Oneing – Middle English word used by mystic Julian of Norwich to described the whole-making work of God.
It’s foolish to seek the sacred and the divine when we live in a world that is holy and saturated with divinity, if only we had the eyes to see. It. Thomas Moore
Mantras are sometimes referred to as sacred utterances repeated frequently. This form of self talk is often a powerful influence in our thinking and being that nurtures our body, mind and spirit.
I often searching for new mantras at certain times in my life. Here are some mantras from Ruth Wilson:
Focus on beauty rather than profit.
Be serious about not taking things too serious.
Travel light; leave all the junk behind.
Cut the ropes that tie you down.
Hang out a welcome sign for new realities.
Here are some mantras I frequently use:
Speak the Gospel and sometimes use words (St Francis of Assisi).
Connect the human story to the divine story.
What is God enabling and requiring me to do?
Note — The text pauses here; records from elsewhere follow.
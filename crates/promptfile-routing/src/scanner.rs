//! Startup scan of the prompt directory tree.

use std::path::{Path, PathBuf};

use futures::future::BoxFuture;
use promptfile_config::DeclarationFile;
use tracing::debug;

use crate::error::CompileError;

/// Extension of declaration files.
const EXTENSION: &str = "prompt";

/// Recursively collect every declaration file under `root`, reading its
/// contents and deriving its route path from its location. Entries are
/// visited in name order so the catalog's registration order is stable
/// across runs.
pub async fn scan_prompt_dir(root: &Path) -> Result<Vec<DeclarationFile>, CompileError> {
  let mut files = Vec::new();
  walk(root, root, &mut files).await?;
  debug!(count = files.len(), root = %root.display(), "scanned prompt directory");
  Ok(files)
}

fn walk<'a>(
  root: &'a Path,
  dir: &'a Path,
  files: &'a mut Vec<DeclarationFile>,
) -> BoxFuture<'a, Result<(), CompileError>> {
  Box::pin(async move {
    let mut entries = collect_dir(dir).await?;
    entries.sort();

    for path in entries {
      if path.is_dir() {
        walk(root, &path, files).await?;
      } else if path.extension().and_then(|e| e.to_str()) == Some(EXTENSION) {
        let content = tokio::fs::read_to_string(&path)
          .await
          .map_err(|source| CompileError::Io {
            path: path.clone(),
            source,
          })?;
        files.push(DeclarationFile {
          route_path: route_path(root, &path),
          path,
          content,
        });
      }
    }

    Ok(())
  })
}

async fn collect_dir(dir: &Path) -> Result<Vec<PathBuf>, CompileError> {
  let mut reader = tokio::fs::read_dir(dir)
    .await
    .map_err(|source| CompileError::Io {
      path: dir.to_path_buf(),
      source,
    })?;

  let mut entries = Vec::new();
  while let Some(entry) = reader.next_entry().await.map_err(|source| CompileError::Io {
    path: dir.to_path_buf(),
    source,
  })? {
    entries.push(entry.path());
  }
  Ok(entries)
}

/// Route path for a file: its path relative to the root, `/`-separated,
/// extension stripped, always with a leading slash.
fn route_path(root: &Path, path: &Path) -> String {
  let relative = path.strip_prefix(root).unwrap_or(path).with_extension("");
  let mut route = String::new();
  for component in relative.components() {
    route.push('/');
    route.push_str(&component.as_os_str().to_string_lossy());
  }
  route
}

#[cfg(test)]
mod tests {
  use super::*;

  #[tokio::test]
  async fn collects_nested_declaration_files_in_order() {
    let dir = tempfile::tempdir().unwrap();
    std::fs::create_dir_all(dir.path().join("items")).unwrap();
    std::fs::create_dir_all(dir.path().join("docs")).unwrap();
    std::fs::write(dir.path().join("items/[id].prompt"), "a").unwrap();
    std::fs::write(dir.path().join("docs/[...slug].prompt"), "b").unwrap();
    std::fs::write(dir.path().join("health.prompt"), "c").unwrap();
    std::fs::write(dir.path().join("notes.txt"), "ignored").unwrap();

    let files = scan_prompt_dir(dir.path()).await.unwrap();
    let routes: Vec<&str> = files.iter().map(|f| f.route_path.as_str()).collect();
    assert_eq!(routes, vec!["/docs/[...slug]", "/health", "/items/[id]"]);
    assert_eq!(files[1].content, "c");
  }

  #[tokio::test]
  async fn missing_root_is_an_io_error() {
    let err = scan_prompt_dir(Path::new("/nonexistent-prompt-root"))
      .await
      .unwrap_err();
    assert!(matches!(err, CompileError::Io { .. }));
  }
}
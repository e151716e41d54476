//! Per-invocation request context.
//!
//! A `RequestContext` is created for every inbound request or scheduler tick
//! and discarded once the pipeline completes. The `request_id` is the
//! correlation id linking every event emitted for one invocation.

use std::collections::BTreeMap;
use std::collections::btree_map::Entry;

use serde::{Deserialize, Serialize};
use serde_json::Value;
use url::Url;

/// A path or query parameter: a single value or an ordered list (catch-all
/// extractions, repeated query keys).
#[derive(Debug, Clone, PartialEq, Serialize, Deserialize)]
#[serde(untagged)]
pub enum ParamValue {
  Single(String),
  Multi(Vec<String>),
}

impl From<&str> for ParamValue {
  fn from(value: &str) -> Self {
    ParamValue::Single(value.to_string())
  }
}

impl From<Vec<String>> for ParamValue {
  fn from(values: Vec<String>) -> Self {
    ParamValue::Multi(values)
  }
}

/// Request body variants.
#[derive(Debug, Clone, PartialEq, Serialize, Deserialize)]
#[serde(rename_all = "lowercase")]
pub enum RequestBody {
  Json(Value),
  Form(BTreeMap<String, String>),
  Text(String),
}

/// Normalized request context handed to providers and the generation
/// collaborator. Always has a url; scheduler ticks use an empty one.
#[derive(Debug, Clone, Serialize, Deserialize)]
pub struct RequestContext {
  #[serde(default)]
  pub method: String,
  pub url: String,
  #[serde(default)]
  pub headers: BTreeMap<String, String>,
  #[serde(default)]
  pub query: BTreeMap<String, ParamValue>,
  #[serde(default)]
  pub params: BTreeMap<String, ParamValue>,
  #[serde(default, skip_serializing_if = "Option::is_none")]
  pub body: Option<RequestBody>,
  /// Correlation id for this invocation.
  pub request_id: String,
}

impl RequestContext {
  /// Build a GET context from a url string. Accepts absolute urls and bare
  /// paths (`/items/42?tag=a`).
  pub fn from_url(input: &str) -> Result<Self, url::ParseError> {
    let url = match Url::parse(input) {
      Ok(url) => url,
      Err(url::ParseError::RelativeUrlWithoutBase) => {
        Url::parse("http://localhost")?.join(input)?
      }
      Err(e) => return Err(e),
    };

    let mut query: BTreeMap<String, ParamValue> = BTreeMap::new();
    for (key, value) in url.query_pairs() {
      let value = value.into_owned();
      match query.entry(key.into_owned()) {
        Entry::Occupied(mut entry) => match entry.get_mut() {
          ParamValue::Single(existing) => {
            let first = std::mem::take(existing);
            *entry.get_mut() = ParamValue::Multi(vec![first, value]);
          }
          ParamValue::Multi(values) => values.push(value),
        },
        Entry::Vacant(entry) => {
          entry.insert(ParamValue::Single(value));
        }
      }
    }

    Ok(Self {
      method: "GET".to_string(),
      url: input.to_string(),
      headers: BTreeMap::new(),
      query,
      params: BTreeMap::new(),
      body: None,
      request_id: new_request_id(),
    })
  }

  /// Empty context for a scheduler tick: no real caller, fresh correlation id.
  pub fn synthetic() -> Self {
    Self {
      method: String::new(),
      url: String::new(),
      headers: BTreeMap::new(),
      query: BTreeMap::new(),
      params: BTreeMap::new(),
      body: None,
      request_id: new_request_id(),
    }
  }

  /// The path component of the url (`/items/42` for `http://x/items/42?a=b`).
  pub fn path(&self) -> String {
    match Url::parse(&self.url) {
      Ok(url) => url.path().to_string(),
      // Bare paths: strip the query string.
      Err(_) => self
        .url
        .split('?')
        .next()
        .unwrap_or_default()
        .to_string(),
    }
  }

  /// Merge route-match extractions into `params`. Match extraction wins on
  /// key collision with statically-known values.
  pub fn merge_params(&mut self, extracted: BTreeMap<String, ParamValue>) {
    for (key, value) in extracted {
      self.params.insert(key, value);
    }
  }
}

fn new_request_id() -> String {
  uuid::Uuid::new_v4().to_string()
}

#[cfg(test)]
mod tests {
  use super::*;

  #[test]
  fn from_url_parses_bare_paths_and_query() {
    let ctx = RequestContext::from_url("/items/42?tag=a&tag=b&q=x").unwrap();
    assert_eq!(ctx.method, "GET");
    assert_eq!(ctx.path(), "/items/42");
    assert_eq!(
      ctx.query["tag"],
      ParamValue::Multi(vec!["a".to_string(), "b".to_string()])
    );
    assert_eq!(ctx.query["q"], ParamValue::Single("x".to_string()));
    assert!(!ctx.request_id.is_empty());
  }

  #[test]
  fn from_url_parses_absolute_urls() {
    let ctx = RequestContext::from_url("http://localhost:3000/blog/2025/01").unwrap();
    assert_eq!(ctx.path(), "/blog/2025/01");
  }

  #[test]
  fn match_extraction_wins_param_collisions() {
    let mut ctx = RequestContext::from_url("/items/42").unwrap();
    ctx.params.insert("id".to_string(), "static".into());
    ctx
      .params
      .insert("kept".to_string(), "original".into());

    let mut extracted = BTreeMap::new();
    extracted.insert("id".to_string(), ParamValue::Single("42".to_string()));
    ctx.merge_params(extracted);

    assert_eq!(ctx.params["id"], ParamValue::Single("42".to_string()));
    assert_eq!(ctx.params["kept"], ParamValue::Single("original".to_string()));
  }

  #[test]
  fn synthetic_context_has_a_url_and_fresh_id() {
    let a = RequestContext::synthetic();
    let b = RequestContext::synthetic();
    assert_eq!(a.url, "");
    assert_ne!(a.request_id, b.request_id);
  }

  #[test]
  fn body_serializes_externally_tagged() {
    let body = RequestBody::Json(serde_json::json!({"a": 1}));
    let value = serde_json::to_value(&body).unwrap();
    assert_eq!(value, serde_json::json!({"json": {"a": 1}}));
  }
}
//! The built-in `fetch` data source: fetch-by-URL.

use std::sync::Arc;

use async_trait::async_trait;
use promptfile_config::RequestContext;
use promptfile_registry::{DataSourceProvider, ProviderError, ProviderPlugin};
use serde_json::{Value, json};
use tracing::debug;

pub const PROVIDER_NAME: &str = "fetch";

#[derive(Debug, Clone, Copy, PartialEq, Eq)]
enum FetchFormat {
  Json,
  Text,
}

/// Normalized form of a fetch config: a bare string is URL shorthand with
/// the JSON format; an object carries `url` and an optional `format`.
fn parse_config(config: &Value) -> Result<(String, FetchFormat), ProviderError> {
  match config {
    Value::String(url) => Ok((url.clone(), FetchFormat::Json)),
    Value::Object(map) => {
      let url = map
        .get("url")
        .and_then(Value::as_str)
        .ok_or_else(|| ProviderError::invalid_config(PROVIDER_NAME, "missing 'url'"))?;
      let format = match map.get("format").and_then(Value::as_str) {
        None | Some("json") => FetchFormat::Json,
        Some("text") => FetchFormat::Text,
        Some(other) => {
          return Err(ProviderError::invalid_config(
            PROVIDER_NAME,
            format!("unknown format '{other}', expected json or text"),
          ));
        }
      };
      Ok((url.to_string(), format))
    }
    _ => Err(ProviderError::invalid_config(
      PROVIDER_NAME,
      "expected a url string or { url, format }",
    )),
  }
}

/// Object-shape the fetched value so templates can always address it by key:
/// text becomes `{content}`, a top-level array becomes `{items}`.
fn shape(value: Value) -> Value {
  match value {
    Value::Array(items) => json!({ "items": items }),
    other => other,
  }
}

pub struct FetchProvider {
  client: reqwest::Client,
}

impl FetchProvider {
  pub fn new() -> Self {
    Self {
      client: reqwest::Client::new(),
    }
  }
}

impl Default for FetchProvider {
  fn default() -> Self {
    Self::new()
  }
}

#[async_trait]
impl DataSourceProvider for FetchProvider {
  fn name(&self) -> &str {
    PROVIDER_NAME
  }

  async fn fetch_data(
    &self,
    _request: &RequestContext,
    config: &Value,
  ) -> Result<Value, ProviderError> {
    let (url, format) = parse_config(config)?;
    debug!(url, ?format, "fetching");

    let response = self
      .client
      .get(&url)
      .send()
      .await
      .and_then(reqwest::Response::error_for_status)
      .map_err(|e| ProviderError::failed(PROVIDER_NAME, e))?;

    match format {
      FetchFormat::Json => {
        let value: Value = response
          .json()
          .await
          .map_err(|e| ProviderError::failed(PROVIDER_NAME, e))?;
        Ok(shape(value))
      }
      FetchFormat::Text => {
        let content = response
          .text()
          .await
          .map_err(|e| ProviderError::failed(PROVIDER_NAME, e))?;
        Ok(json!({ "content": content }))
      }
    }
  }
}

/// Plugin offering the `fetch` data source.
pub struct FetchPlugin;

impl ProviderPlugin for FetchPlugin {
  fn name(&self) -> &str {
    PROVIDER_NAME
  }

  fn create_data_source(&self) -> Option<Arc<dyn DataSourceProvider>> {
    Some(Arc::new(FetchProvider::new()))
  }
}
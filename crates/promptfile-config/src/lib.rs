//! Promptfile Config
//!
//! Declaration-file model for promptfile. A declaration file is a leading
//! `---` delimited front-matter block followed by an opaque template body.
//! This crate parses the block into the fields the core consumes (`sources`,
//! `result`, `trigger`, an output-schema reference) and passes everything
//! else through untouched, and it defines the per-invocation request context
//! handed to providers and the generation collaborator.

mod declaration;
mod error;
mod flow;
mod request;

pub use declaration::{
  DeclarationFile, ParsedDeclaration, ProviderBinding, TriggerBinding, parse_declaration,
};
pub use error::ParseError;
pub use flow::FlowDefinition;
pub use request::{ParamValue, RequestBody, RequestContext};
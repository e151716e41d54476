//! Promptfile Engine
//!
//! The per-invocation execution pipeline. One invocation walks a fixed state
//! machine - fetch declared sources, hand the accumulated data to the
//! generation collaborator, run declared result actions - and emits
//! structured events carrying the invocation's correlation id along the way.
//! The generation collaborator itself is a black box behind the [`Generator`]
//! trait.

mod error;
mod events;
mod generator;
mod pipeline;

pub use error::PipelineError;
pub use events::{ChannelNotifier, EventNotifier, ExecutionEvent, NoopNotifier, unix_millis};
pub use generator::{GenerateError, Generator};
pub use pipeline::{Pipeline, PipelineState};
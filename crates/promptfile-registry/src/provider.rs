//! Provider capability traits.

use std::sync::Arc;

use async_trait::async_trait;
use promptfile_config::RequestContext;
use serde_json::Value;

use crate::error::ProviderError;
use crate::flow::BoundFlow;

/// Fetch capability: produces data for one source property before generation.
/// The config has already had its string leaves template-rendered.
#[async_trait]
pub trait DataSourceProvider: Send + Sync {
  fn name(&self) -> &str;

  async fn fetch_data(
    &self,
    request: &RequestContext,
    config: &Value,
  ) -> Result<Value, ProviderError>;
}

impl std::fmt::Debug for dyn DataSourceProvider {
  fn fmt(&self, f: &mut std::fmt::Formatter<'_>) -> std::fmt::Result {
    f.debug_struct("DataSourceProvider")
      .field("name", &self.name())
      .finish_non_exhaustive()
  }
}

/// Execute capability: runs one side-effecting result action after
/// generation. `scope` holds every fetched source, the request, and the
/// generated output under `"output"`.
#[async_trait]
pub trait DataActionProvider: Send + Sync {
  fn name(&self) -> &str;

  async fn execute(
    &self,
    request: &RequestContext,
    config: &Value,
    scope: &Value,
  ) -> Result<(), ProviderError>;
}

/// Trigger capability: manufactures recurring-job factories.
pub trait TriggerProvider: Send + Sync {
  fn name(&self) -> &str;

  fn create_trigger(&self) -> Arc<dyn Trigger>;
}

/// Factory producing one scheduled task per trigger-bearing flow.
pub trait Trigger: Send + Sync {
  /// Bind `flow` to a schedule described by `config`. The task starts
  /// unstarted. Config validation failures here abort the catalog build.
  fn create(&self, flow: BoundFlow, config: &Value)
  -> Result<Arc<dyn ScheduledTask>, ProviderError>;
}

/// Lifecycle state of a scheduled task.
#[derive(Debug, Clone, Copy, PartialEq, Eq)]
pub enum TaskState {
  Created,
  Started,
  Stopped,
}

/// A recurring job bound to one flow.
pub trait ScheduledTask: Send + Sync {
  fn start(&self);
  fn stop(&self);
  fn state(&self) -> TaskState;
}

impl std::fmt::Debug for dyn ScheduledTask {
  fn fmt(&self, f: &mut std::fmt::Formatter<'_>) -> std::fmt::Result {
    f.debug_struct("ScheduledTask")
      .field("state", &self.state())
      .finish_non_exhaustive()
  }
}

/// A named bundle of provider capabilities. Every constructor is optional;
/// a plugin offers whichever capabilities it implements.
pub trait ProviderPlugin: Send + Sync {
  fn name(&self) -> &str;

  fn create_data_source(&self) -> Option<Arc<dyn DataSourceProvider>> {
    None
  }

  fn create_data_action(&self) -> Option<Arc<dyn DataActionProvider>> {
    None
  }

  fn create_trigger_provider(&self) -> Option<Arc<dyn TriggerProvider>> {
    None
  }

  /// Secret keys this plugin requires, checked by the config-validation pass
  /// at startup.
  fn required_secrets(&self) -> Vec<String> {
    Vec::new()
  }
}
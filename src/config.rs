//! Layered host configuration.
//!
//! Hosts assemble any number of partial layers (programmatic defaults, a
//! config file, environment overrides) and fold them into one resolved
//! config. Resolution is a pure left-to-right fold: a later layer's set
//! fields win, its secrets merge key by key.

use std::collections::BTreeMap;
use std::path::PathBuf;

/// One partial configuration layer. Unset fields defer to earlier layers.
#[derive(Debug, Clone, Default)]
pub struct ConfigLayer {
  /// Root directory scanned for declaration files.
  pub prompts_dir: Option<PathBuf>,
  /// Sandbox root for the built-in `fs` provider.
  pub data_dir: Option<PathBuf>,
  /// Whether compiled tasks start their schedules at build time.
  pub start_tasks: Option<bool>,
  /// Secret values checked against each plugin's declared requirements.
  pub secrets: BTreeMap<String, String>,
}

/// The fully-resolved configuration.
#[derive(Debug, Clone, PartialEq)]
pub struct ResolvedConfig {
  pub prompts_dir: PathBuf,
  pub data_dir: PathBuf,
  pub start_tasks: bool,
  pub secrets: BTreeMap<String, String>,
}

impl Default for ResolvedConfig {
  fn default() -> Self {
    Self {
      prompts_dir: PathBuf::from("prompts"),
      data_dir: PathBuf::from("data"),
      start_tasks: true,
      secrets: BTreeMap::new(),
    }
  }
}

/// Fold layers left to right over the defaults.
pub fn resolve_config(layers: &[ConfigLayer]) -> ResolvedConfig {
  let mut resolved = ResolvedConfig::default();
  for layer in layers {
    if let Some(prompts_dir) = &layer.prompts_dir {
      resolved.prompts_dir = prompts_dir.clone();
    }
    if let Some(data_dir) = &layer.data_dir {
      resolved.data_dir = data_dir.clone();
    }
    if let Some(start_tasks) = layer.start_tasks {
      resolved.start_tasks = start_tasks;
    }
    for (key, value) in &layer.secrets {
      resolved.secrets.insert(key.clone(), value.clone());
    }
  }
  resolved
}

#[cfg(test)]
mod tests {
  use super::*;

  #[test]
  fn no_layers_yields_the_defaults() {
    let resolved = resolve_config(&[]);
    assert_eq!(resolved.prompts_dir, PathBuf::from("prompts"));
    assert_eq!(resolved.data_dir, PathBuf::from("data"));
    assert!(resolved.start_tasks);
    assert!(resolved.secrets.is_empty());
  }

  #[test]
  fn later_layers_win_per_field() {
    let first = ConfigLayer {
      prompts_dir: Some(PathBuf::from("a")),
      start_tasks: Some(false),
      ..Default::default()
    };
    let second = ConfigLayer {
      prompts_dir: Some(PathBuf::from("b")),
      ..Default::default()
    };

    let resolved = resolve_config(&[first, second]);
    // Overridden by the second layer.
    assert_eq!(resolved.prompts_dir, PathBuf::from("b"));
    // Untouched by the second layer, kept from the first.
    assert!(!resolved.start_tasks);
  }

  #[test]
  fn secrets_merge_key_by_key() {
    let mut first = ConfigLayer::default();
    first.secrets.insert("API_KEY".to_string(), "old".to_string());
    first.secrets.insert("KEPT".to_string(), "yes".to_string());
    let mut second = ConfigLayer::default();
    second.secrets.insert("API_KEY".to_string(), "new".to_string());

    let resolved = resolve_config(&[first, second]);
    assert_eq!(resolved.secrets["API_KEY"], "new");
    assert_eq!(resolved.secrets["KEPT"], "yes");
  }
}
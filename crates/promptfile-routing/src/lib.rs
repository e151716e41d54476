//! Promptfile Routing
//!
//! The file-to-route compiler and the dual-syntax path matcher. A startup
//! scan collects declaration files, the catalog build validates every
//! provider reference against the registry and partitions flows into HTTP
//! routes and scheduled tasks, and the route manager resolves inbound paths
//! against the compiled set.

mod address;
mod catalog;
mod error;
mod manager;
mod matcher;
mod scanner;

pub use address::RouteAddress;
pub use catalog::{Route, RouteCatalog, build_catalog, flow_invoker};
pub use error::{AddressError, CompileError, RouteError};
pub use manager::RouteManager;
pub use matcher::{CompiledRoute, RouteParam, RouteSyntax, detect_syntax};
pub use scanner::scan_prompt_dir;
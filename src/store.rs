//! The assembled instance: scan, compile, serve.

use std::sync::Arc;

use promptfile_config::RequestContext;
use promptfile_engine::{EventNotifier, Generator, NoopNotifier, Pipeline};
use promptfile_registry::{ProviderPlugin, ProviderRegistry};
use promptfile_routing::{RouteManager, build_catalog, scan_prompt_dir};
use promptfile_scheduler::TaskManager;
use serde_json::Value;
use tracing::{info, instrument};

use crate::config::{ConfigLayer, ResolvedConfig, resolve_config};
use crate::defaults::{default_registry, validate_secrets};
use crate::error::{BuildError, RequestError};

/// Builder for a [`Promptfile`]. The generation collaborator is the one
/// mandatory piece; everything else has a default.
pub struct PromptfileBuilder {
  generator: Arc<dyn Generator>,
  layers: Vec<ConfigLayer>,
  plugins: Vec<Arc<dyn ProviderPlugin>>,
  notifier: Arc<dyn EventNotifier>,
}

impl PromptfileBuilder {
  pub fn new(generator: Arc<dyn Generator>) -> Self {
    Self {
      generator,
      layers: Vec::new(),
      plugins: Vec::new(),
      notifier: Arc::new(NoopNotifier),
    }
  }

  /// Add a configuration layer. Later layers win per field.
  pub fn config(mut self, layer: ConfigLayer) -> Self {
    self.layers.push(layer);
    self
  }

  /// Add a user provider plugin. User plugins shadow same-named built-ins.
  pub fn plugin(mut self, plugin: Arc<dyn ProviderPlugin>) -> Self {
    self.plugins.push(plugin);
    self
  }

  pub fn notifier(mut self, notifier: Arc<dyn EventNotifier>) -> Self {
    self.notifier = notifier;
    self
  }

  /// Resolve config, assemble the registry, scan and compile the catalog.
  /// Fail-fast: any compile error or missing secret produces no instance.
  #[instrument(skip(self))]
  pub async fn build(self) -> Result<Promptfile, BuildError> {
    let config = resolve_config(&self.layers);
    let registry = default_registry(self.plugins, &config, self.notifier.clone());
    validate_secrets(&registry, &config.secrets)?;

    let files = scan_prompt_dir(&config.prompts_dir).await?;
    let pipeline = Arc::new(Pipeline::new(
      registry.clone(),
      self.generator,
      self.notifier.clone(),
    ));
    let catalog = build_catalog(files, &registry, &pipeline, &self.notifier)?;

    info!(
      routes = catalog.routes.len(),
      tasks = catalog.tasks.len(),
      prompts_dir = %config.prompts_dir.display(),
      "catalog compiled"
    );

    let routes = RouteManager::new(catalog.routes);
    let tasks = TaskManager::new(catalog.tasks, self.notifier.clone());
    if config.start_tasks {
      tasks.start_all();
    }

    Ok(Promptfile {
      config,
      registry,
      pipeline,
      routes,
      tasks,
    })
  }
}

/// A compiled prompt directory: resolves request urls to flows and runs
/// them, and owns the scheduled task set. Read-only once built.
pub struct Promptfile {
  config: ResolvedConfig,
  registry: Arc<ProviderRegistry>,
  pipeline: Arc<Pipeline>,
  routes: RouteManager,
  tasks: TaskManager,
}

impl std::fmt::Debug for Promptfile {
  fn fmt(&self, f: &mut std::fmt::Formatter<'_>) -> std::fmt::Result {
    f.debug_struct("Promptfile")
      .field("config", &self.config)
      .finish_non_exhaustive()
  }
}

impl Promptfile {
  pub fn builder(generator: Arc<dyn Generator>) -> PromptfileBuilder {
    PromptfileBuilder::new(generator)
  }

  /// Match `url` against the compiled routes and run the flow's pipeline.
  pub async fn generate(&self, url: &str) -> Result<Value, RequestError> {
    let (route, request) = self.routes.resolve(url)?;
    Ok(self.pipeline.run(&route.flow, request).await?)
  }

  /// As [`generate`](Self::generate), for an already-built request context.
  pub async fn generate_request(&self, request: RequestContext) -> Result<Value, RequestError> {
    let (route, request) = self.routes.resolve_request(request)?;
    Ok(self.pipeline.run(&route.flow, request).await?)
  }

  pub fn routes(&self) -> &RouteManager {
    &self.routes
  }

  pub fn tasks(&self) -> &TaskManager {
    &self.tasks
  }

  pub fn registry(&self) -> &Arc<ProviderRegistry> {
    &self.registry
  }

  pub fn config(&self) -> &ResolvedConfig {
    &self.config
  }

  /// Stop every task and clear the set.
  pub fn cleanup(&self) {
    self.tasks.cleanup();
  }
}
Imagine the possibilities.
How does an apple ripen? It just sits in the sun. Thomas Merton.
Ripening, at its best, is a slow, patient learning, and sometimes even a happy letting-go—a seeming emptying out to create readiness for a new kind of fullness—which we are never totally sure about. If we do not allow our own ripening, and I do believe it is somewhat a natural process, an ever-increasing resistance and denial sets in, an ever-increasing circling of the wagons around an over-defended self. At our very best, we learn how to hope as we ripen, to move outside and beyond self-created circles, which is something quite different from the hope of the young. Youthful hopes have concrete goals, whereas the hope of later years is usually aimless hope, hope without goals, even naked hope—perhaps real hope.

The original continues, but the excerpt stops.